▶ _Try it_: From the entries, copy every line that carries the string "join".

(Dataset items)
______________________________

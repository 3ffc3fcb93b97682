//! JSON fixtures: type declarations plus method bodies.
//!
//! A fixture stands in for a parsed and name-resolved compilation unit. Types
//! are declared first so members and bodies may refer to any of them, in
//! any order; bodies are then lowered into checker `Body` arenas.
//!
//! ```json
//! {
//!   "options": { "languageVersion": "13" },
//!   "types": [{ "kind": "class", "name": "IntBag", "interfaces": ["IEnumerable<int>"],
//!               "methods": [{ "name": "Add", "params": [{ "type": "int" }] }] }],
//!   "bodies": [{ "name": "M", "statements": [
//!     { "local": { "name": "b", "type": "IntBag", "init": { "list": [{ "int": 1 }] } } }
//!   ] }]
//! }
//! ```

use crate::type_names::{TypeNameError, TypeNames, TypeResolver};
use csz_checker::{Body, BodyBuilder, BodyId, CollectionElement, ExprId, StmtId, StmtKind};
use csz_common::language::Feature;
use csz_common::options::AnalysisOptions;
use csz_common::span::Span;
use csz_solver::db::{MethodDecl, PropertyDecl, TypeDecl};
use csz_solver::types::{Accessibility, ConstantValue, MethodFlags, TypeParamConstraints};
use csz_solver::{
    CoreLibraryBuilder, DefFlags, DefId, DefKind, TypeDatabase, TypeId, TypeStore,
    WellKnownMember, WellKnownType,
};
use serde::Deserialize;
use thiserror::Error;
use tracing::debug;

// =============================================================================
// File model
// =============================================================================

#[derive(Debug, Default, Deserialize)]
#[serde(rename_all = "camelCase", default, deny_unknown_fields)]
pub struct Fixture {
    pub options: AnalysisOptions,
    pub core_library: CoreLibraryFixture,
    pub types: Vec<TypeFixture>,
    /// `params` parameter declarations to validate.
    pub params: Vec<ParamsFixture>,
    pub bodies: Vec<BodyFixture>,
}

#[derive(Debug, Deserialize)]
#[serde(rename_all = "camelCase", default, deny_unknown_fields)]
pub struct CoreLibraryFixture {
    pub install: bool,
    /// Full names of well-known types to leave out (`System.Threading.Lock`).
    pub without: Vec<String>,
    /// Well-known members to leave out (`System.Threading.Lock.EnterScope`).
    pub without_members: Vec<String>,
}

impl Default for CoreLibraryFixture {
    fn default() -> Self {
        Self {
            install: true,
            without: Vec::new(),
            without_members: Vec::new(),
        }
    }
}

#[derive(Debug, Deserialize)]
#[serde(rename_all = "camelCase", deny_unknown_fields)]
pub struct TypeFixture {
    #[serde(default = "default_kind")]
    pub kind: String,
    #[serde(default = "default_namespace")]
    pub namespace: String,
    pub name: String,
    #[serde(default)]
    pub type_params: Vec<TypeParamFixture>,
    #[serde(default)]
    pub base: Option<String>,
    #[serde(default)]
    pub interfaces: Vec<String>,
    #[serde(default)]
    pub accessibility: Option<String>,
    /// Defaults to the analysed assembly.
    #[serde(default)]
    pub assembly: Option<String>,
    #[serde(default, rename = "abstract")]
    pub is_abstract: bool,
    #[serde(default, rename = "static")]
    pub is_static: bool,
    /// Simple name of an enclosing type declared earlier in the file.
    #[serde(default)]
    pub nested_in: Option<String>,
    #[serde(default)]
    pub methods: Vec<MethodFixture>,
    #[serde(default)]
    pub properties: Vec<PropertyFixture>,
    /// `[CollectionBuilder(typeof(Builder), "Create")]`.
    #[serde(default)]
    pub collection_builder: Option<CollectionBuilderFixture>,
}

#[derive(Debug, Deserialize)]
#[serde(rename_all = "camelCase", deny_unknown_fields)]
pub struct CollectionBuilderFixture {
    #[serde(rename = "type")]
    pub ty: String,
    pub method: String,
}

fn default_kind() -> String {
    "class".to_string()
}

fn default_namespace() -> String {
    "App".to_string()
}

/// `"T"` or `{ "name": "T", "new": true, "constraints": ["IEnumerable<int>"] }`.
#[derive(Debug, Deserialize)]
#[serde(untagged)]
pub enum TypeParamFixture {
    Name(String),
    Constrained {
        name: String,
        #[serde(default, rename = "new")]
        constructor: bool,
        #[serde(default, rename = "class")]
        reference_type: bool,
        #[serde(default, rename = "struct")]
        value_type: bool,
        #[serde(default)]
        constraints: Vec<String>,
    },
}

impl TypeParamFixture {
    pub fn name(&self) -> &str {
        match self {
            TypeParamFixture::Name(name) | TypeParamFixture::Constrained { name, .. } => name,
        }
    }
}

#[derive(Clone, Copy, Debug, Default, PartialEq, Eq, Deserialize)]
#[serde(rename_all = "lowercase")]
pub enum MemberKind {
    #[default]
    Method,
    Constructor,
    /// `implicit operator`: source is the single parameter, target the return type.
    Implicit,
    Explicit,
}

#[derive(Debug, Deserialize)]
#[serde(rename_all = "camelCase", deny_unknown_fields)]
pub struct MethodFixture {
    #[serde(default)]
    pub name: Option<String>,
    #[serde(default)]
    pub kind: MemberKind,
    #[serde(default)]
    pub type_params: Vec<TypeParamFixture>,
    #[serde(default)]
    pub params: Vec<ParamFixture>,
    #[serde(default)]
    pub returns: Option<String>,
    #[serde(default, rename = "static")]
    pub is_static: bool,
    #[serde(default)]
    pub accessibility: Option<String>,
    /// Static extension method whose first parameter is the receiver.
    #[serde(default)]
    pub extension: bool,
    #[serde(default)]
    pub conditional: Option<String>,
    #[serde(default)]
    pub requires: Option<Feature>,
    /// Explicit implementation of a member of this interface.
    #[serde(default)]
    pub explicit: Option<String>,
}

______________________________

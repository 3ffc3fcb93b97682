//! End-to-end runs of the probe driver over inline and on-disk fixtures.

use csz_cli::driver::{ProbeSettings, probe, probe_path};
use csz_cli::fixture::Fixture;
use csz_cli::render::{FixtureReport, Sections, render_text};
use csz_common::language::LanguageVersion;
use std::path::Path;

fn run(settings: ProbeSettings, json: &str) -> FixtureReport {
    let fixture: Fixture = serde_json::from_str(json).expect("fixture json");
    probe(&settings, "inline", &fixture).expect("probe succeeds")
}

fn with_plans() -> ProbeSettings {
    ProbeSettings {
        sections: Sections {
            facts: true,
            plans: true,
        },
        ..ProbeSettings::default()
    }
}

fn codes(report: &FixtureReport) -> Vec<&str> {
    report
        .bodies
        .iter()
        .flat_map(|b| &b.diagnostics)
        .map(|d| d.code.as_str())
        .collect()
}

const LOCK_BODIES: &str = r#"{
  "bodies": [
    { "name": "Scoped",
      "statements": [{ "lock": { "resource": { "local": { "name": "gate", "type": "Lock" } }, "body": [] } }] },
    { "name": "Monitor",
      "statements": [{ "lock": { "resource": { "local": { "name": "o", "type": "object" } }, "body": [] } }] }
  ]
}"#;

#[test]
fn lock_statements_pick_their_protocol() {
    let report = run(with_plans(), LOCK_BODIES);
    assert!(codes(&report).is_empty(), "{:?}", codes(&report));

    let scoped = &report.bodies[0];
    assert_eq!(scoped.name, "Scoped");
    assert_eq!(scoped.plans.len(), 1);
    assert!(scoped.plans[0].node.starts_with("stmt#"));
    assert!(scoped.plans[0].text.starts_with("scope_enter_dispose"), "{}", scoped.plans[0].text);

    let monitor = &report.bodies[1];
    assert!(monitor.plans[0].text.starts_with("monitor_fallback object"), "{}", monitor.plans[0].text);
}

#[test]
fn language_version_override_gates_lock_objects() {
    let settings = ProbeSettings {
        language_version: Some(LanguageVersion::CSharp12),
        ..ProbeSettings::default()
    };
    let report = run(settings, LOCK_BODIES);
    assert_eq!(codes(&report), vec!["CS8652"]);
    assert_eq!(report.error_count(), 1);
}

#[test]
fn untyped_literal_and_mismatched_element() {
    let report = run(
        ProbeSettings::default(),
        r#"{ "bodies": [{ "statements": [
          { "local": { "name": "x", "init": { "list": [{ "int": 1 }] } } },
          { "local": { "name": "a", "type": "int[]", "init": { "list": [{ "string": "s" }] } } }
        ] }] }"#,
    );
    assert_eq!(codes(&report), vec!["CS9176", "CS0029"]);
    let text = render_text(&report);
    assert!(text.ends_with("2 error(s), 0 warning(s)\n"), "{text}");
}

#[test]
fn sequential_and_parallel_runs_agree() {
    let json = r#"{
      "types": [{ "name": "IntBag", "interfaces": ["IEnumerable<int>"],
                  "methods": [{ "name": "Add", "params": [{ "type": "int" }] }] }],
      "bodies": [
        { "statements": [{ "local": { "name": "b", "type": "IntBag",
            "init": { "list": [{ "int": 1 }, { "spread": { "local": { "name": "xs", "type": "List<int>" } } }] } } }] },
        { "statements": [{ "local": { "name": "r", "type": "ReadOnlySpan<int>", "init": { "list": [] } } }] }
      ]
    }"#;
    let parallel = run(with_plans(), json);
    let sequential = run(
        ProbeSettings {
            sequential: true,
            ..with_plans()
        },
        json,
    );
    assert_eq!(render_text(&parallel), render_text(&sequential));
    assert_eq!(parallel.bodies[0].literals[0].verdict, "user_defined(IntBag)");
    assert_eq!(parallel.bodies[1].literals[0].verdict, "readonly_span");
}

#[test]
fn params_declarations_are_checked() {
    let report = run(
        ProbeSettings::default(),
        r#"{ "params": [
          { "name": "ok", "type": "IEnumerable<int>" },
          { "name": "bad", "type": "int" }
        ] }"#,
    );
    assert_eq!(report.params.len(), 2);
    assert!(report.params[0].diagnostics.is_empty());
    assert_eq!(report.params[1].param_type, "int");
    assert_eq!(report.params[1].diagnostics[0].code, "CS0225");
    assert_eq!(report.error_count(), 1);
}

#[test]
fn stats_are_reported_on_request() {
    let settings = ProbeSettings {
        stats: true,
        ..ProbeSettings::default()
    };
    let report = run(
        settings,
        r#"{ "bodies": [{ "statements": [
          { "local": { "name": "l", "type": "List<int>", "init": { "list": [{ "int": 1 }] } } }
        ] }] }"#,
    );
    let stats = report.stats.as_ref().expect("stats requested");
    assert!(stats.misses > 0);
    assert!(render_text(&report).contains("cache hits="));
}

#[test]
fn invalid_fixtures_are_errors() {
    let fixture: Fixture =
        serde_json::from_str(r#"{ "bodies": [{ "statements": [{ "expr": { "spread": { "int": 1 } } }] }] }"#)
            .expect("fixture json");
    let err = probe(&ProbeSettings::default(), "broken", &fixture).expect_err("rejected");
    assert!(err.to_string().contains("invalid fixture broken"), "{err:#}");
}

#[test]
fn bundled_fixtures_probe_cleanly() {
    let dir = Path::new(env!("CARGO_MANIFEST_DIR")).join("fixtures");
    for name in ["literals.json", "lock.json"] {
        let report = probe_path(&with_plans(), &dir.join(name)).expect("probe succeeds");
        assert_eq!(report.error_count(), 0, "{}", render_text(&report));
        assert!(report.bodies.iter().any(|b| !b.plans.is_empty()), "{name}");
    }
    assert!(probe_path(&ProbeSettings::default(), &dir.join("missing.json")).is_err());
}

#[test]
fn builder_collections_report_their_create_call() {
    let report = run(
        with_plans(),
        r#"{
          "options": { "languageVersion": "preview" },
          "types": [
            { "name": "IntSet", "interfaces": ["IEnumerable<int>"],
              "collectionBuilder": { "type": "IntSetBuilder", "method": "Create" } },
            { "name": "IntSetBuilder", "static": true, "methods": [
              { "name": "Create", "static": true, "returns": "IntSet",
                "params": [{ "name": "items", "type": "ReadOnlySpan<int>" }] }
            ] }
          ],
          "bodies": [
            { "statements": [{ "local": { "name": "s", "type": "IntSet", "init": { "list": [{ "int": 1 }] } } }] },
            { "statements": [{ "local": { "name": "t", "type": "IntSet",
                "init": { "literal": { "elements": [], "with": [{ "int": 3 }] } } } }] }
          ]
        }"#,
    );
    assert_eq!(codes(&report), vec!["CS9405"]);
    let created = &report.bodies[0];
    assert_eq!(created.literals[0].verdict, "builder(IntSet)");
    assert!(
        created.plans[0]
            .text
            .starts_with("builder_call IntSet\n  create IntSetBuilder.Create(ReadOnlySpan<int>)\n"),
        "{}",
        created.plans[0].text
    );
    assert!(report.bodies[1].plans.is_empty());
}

______________________________

▶ _Output of the task_:
    let dir = Path::new(env!("CARGO_MANIFEST_DIR")).join("fixtures");
        let report = probe_path(&with_plans(), &dir.join(name)).expect("probe succeeds");
    assert!(probe_path(&ProbeSettings::default(), &dir.join("missing.json")).is_err());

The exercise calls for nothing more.